Supplied material START

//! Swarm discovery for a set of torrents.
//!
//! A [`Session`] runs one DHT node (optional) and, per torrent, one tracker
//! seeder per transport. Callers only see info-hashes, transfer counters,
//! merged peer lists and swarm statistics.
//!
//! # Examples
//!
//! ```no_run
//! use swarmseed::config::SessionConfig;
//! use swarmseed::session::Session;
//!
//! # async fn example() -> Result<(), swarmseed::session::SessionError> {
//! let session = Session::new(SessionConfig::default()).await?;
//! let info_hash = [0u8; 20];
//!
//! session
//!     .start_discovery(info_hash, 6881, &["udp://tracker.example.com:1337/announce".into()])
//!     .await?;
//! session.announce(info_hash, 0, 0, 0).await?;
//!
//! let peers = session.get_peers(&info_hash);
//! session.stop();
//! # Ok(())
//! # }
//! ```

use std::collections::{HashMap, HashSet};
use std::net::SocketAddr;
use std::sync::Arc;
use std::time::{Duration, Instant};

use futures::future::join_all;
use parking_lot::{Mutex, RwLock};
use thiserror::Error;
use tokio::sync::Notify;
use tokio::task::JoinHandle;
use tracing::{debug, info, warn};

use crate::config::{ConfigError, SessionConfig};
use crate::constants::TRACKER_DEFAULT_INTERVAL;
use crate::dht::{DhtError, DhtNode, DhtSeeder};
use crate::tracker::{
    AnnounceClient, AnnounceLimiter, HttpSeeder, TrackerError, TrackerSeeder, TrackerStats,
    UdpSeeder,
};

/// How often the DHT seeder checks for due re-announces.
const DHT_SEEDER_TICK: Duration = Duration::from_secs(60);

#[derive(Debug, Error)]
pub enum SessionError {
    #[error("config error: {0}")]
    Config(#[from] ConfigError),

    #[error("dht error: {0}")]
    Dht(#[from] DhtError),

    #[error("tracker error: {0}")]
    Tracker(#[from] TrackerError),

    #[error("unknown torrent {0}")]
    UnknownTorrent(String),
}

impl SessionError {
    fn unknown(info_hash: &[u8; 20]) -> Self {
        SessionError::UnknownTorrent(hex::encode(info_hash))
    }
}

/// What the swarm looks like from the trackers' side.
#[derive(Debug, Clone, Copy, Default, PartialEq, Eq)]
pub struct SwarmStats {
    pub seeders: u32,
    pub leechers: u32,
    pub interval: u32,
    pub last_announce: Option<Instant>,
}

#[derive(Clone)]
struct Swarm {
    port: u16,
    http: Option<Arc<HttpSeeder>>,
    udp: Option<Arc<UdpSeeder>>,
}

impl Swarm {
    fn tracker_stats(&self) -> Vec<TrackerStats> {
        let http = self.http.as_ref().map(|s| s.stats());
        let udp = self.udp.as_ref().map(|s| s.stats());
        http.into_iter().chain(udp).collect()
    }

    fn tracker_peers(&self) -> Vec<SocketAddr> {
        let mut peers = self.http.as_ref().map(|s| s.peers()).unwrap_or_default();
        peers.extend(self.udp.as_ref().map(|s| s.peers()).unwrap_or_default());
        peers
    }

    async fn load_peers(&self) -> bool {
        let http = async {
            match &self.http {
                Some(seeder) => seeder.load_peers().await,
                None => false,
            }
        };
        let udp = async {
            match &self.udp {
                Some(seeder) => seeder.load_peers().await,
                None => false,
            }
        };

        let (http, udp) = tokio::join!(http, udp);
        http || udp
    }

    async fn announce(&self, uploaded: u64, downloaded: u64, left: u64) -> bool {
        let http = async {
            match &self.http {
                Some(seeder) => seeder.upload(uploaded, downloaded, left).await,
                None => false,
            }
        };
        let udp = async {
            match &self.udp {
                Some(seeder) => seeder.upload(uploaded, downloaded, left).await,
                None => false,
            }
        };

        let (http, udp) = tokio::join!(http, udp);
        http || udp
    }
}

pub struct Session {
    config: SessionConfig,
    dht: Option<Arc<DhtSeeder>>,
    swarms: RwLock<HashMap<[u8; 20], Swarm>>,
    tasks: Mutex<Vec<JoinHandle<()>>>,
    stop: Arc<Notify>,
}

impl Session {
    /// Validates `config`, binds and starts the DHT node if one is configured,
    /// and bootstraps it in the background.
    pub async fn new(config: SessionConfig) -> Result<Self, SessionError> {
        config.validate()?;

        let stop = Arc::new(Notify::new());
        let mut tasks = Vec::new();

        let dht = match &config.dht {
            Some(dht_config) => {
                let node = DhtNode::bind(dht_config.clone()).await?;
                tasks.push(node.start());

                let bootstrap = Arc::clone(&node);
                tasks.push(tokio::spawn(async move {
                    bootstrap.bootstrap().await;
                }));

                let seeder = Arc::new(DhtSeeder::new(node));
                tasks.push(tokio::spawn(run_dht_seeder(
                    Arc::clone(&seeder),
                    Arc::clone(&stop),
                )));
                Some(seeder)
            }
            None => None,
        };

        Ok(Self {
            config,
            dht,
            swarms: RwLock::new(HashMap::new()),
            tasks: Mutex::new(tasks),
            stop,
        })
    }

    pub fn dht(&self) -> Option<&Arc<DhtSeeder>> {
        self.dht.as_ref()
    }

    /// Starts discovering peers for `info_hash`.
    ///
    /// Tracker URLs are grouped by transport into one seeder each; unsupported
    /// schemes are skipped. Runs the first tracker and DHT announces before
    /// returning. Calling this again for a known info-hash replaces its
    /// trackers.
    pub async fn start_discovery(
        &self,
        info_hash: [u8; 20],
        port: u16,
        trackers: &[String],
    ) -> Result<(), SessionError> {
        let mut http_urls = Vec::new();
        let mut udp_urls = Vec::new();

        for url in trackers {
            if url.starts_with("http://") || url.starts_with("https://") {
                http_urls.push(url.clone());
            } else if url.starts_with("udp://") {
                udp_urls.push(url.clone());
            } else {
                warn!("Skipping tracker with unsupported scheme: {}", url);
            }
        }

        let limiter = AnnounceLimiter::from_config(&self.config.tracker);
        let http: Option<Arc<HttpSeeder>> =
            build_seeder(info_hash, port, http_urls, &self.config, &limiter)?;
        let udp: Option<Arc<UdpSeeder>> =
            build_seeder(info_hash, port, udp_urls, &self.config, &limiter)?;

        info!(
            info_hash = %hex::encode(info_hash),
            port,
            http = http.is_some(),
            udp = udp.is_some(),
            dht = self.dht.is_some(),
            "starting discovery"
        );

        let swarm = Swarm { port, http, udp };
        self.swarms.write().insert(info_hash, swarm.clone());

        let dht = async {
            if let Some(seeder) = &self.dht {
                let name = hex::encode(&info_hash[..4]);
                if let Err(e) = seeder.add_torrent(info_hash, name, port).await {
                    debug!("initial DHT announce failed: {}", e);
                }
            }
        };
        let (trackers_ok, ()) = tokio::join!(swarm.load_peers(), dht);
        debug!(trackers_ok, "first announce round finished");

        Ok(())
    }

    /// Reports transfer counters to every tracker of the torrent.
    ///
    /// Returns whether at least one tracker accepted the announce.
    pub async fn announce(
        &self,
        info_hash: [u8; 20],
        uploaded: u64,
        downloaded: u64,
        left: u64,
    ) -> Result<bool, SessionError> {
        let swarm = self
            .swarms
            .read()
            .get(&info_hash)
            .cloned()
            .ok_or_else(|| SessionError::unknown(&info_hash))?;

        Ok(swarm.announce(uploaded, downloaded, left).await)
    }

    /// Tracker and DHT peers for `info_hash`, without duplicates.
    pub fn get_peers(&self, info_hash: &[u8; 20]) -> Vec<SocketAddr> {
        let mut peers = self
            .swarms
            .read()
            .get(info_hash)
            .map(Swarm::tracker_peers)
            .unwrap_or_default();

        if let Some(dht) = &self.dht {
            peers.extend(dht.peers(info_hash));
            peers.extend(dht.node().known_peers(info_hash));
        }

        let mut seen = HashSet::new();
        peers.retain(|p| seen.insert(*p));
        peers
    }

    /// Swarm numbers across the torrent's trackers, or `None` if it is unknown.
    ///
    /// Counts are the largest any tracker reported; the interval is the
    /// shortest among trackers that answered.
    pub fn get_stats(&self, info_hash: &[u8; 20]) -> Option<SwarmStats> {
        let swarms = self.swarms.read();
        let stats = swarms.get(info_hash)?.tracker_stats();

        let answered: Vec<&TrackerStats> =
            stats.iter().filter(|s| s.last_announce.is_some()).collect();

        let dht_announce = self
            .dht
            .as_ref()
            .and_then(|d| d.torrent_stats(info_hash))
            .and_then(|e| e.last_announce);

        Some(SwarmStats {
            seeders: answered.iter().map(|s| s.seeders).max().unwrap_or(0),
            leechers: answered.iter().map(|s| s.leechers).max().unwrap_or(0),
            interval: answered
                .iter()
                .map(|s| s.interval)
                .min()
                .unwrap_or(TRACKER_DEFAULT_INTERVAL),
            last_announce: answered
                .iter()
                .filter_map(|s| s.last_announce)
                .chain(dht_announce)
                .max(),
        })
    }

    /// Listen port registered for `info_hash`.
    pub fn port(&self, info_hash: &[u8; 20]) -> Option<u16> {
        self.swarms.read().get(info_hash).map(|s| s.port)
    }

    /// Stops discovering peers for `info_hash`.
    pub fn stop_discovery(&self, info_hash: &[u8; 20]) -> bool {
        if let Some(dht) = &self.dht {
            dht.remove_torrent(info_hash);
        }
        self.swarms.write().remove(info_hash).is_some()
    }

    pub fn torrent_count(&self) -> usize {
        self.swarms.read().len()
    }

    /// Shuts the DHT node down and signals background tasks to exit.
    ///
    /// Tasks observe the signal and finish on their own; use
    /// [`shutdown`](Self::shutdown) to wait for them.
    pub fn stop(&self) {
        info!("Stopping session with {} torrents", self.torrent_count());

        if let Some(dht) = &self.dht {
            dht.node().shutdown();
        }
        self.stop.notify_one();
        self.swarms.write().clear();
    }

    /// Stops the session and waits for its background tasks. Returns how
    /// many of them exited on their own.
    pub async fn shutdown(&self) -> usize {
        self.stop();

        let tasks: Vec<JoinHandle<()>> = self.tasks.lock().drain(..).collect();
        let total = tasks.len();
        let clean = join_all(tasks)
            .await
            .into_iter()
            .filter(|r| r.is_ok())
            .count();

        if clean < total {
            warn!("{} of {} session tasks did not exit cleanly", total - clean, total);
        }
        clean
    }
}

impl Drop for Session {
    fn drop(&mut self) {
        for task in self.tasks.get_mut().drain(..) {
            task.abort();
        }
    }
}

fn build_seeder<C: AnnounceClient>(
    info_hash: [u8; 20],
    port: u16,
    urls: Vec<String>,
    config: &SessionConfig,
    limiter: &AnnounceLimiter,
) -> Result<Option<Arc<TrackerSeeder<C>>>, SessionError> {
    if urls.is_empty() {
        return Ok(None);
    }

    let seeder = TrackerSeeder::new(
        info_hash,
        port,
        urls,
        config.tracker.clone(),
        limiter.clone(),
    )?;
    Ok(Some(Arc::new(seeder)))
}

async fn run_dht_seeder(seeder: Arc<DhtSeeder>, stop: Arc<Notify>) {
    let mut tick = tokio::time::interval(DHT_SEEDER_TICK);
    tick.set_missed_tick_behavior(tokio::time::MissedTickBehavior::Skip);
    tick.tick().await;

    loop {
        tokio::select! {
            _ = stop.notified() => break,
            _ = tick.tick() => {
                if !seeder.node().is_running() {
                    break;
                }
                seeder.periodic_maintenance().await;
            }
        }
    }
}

Supplied material END
Supplied material START

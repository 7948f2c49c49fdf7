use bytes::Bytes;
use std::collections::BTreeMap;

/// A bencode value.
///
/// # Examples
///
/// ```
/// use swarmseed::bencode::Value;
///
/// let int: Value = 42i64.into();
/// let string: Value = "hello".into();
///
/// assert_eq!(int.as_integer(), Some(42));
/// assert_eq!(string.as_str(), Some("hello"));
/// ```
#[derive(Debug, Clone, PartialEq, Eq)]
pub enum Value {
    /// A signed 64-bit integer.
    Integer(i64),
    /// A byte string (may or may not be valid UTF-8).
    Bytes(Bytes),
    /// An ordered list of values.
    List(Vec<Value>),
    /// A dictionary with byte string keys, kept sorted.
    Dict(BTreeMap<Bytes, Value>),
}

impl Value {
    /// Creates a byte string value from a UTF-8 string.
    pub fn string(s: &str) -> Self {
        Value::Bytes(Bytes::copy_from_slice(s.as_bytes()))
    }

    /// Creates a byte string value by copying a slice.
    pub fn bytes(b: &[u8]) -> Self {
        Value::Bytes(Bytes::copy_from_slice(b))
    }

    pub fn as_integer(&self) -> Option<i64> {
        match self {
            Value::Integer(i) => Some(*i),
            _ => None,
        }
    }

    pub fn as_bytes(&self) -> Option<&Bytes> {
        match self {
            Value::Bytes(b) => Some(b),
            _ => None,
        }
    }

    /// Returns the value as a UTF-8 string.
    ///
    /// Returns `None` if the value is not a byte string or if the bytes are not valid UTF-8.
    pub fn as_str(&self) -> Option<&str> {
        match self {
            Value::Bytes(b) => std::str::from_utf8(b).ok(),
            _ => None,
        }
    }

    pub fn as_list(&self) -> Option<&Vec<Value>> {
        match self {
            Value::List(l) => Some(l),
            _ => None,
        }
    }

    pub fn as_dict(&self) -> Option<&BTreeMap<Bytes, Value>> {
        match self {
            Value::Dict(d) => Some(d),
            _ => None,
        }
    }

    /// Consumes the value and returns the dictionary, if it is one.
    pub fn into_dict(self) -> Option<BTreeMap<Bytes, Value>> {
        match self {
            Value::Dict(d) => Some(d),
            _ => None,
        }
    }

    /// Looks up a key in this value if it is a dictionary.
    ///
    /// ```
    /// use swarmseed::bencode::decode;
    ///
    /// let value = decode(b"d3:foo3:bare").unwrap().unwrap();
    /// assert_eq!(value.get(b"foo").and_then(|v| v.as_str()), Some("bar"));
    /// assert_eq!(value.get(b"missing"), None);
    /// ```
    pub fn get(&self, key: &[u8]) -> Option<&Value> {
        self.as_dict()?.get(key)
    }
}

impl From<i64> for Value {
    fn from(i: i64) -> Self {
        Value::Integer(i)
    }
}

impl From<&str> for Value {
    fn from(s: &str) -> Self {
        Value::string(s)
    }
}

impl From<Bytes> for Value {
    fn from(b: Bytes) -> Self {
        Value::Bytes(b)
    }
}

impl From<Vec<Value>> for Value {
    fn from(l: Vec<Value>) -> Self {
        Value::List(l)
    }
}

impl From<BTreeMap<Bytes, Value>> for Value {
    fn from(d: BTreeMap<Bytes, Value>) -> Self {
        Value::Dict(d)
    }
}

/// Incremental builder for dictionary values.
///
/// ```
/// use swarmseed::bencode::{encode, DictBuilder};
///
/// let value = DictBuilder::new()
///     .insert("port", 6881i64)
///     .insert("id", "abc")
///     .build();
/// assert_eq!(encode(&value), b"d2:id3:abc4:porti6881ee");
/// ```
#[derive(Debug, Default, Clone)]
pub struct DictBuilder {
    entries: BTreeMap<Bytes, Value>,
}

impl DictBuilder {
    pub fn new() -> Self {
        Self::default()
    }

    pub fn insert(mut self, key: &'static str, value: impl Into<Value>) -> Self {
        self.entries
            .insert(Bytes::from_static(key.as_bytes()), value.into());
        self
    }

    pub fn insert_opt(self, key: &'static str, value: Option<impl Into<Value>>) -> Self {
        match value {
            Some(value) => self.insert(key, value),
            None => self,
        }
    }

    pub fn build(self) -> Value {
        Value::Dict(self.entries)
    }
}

Supplied material END

### What is required
Read the entries and show each line that mentions "their".

### The completed task
    /// Tasks observe the signal and finish on their own; use
    /// many of them exited on their own.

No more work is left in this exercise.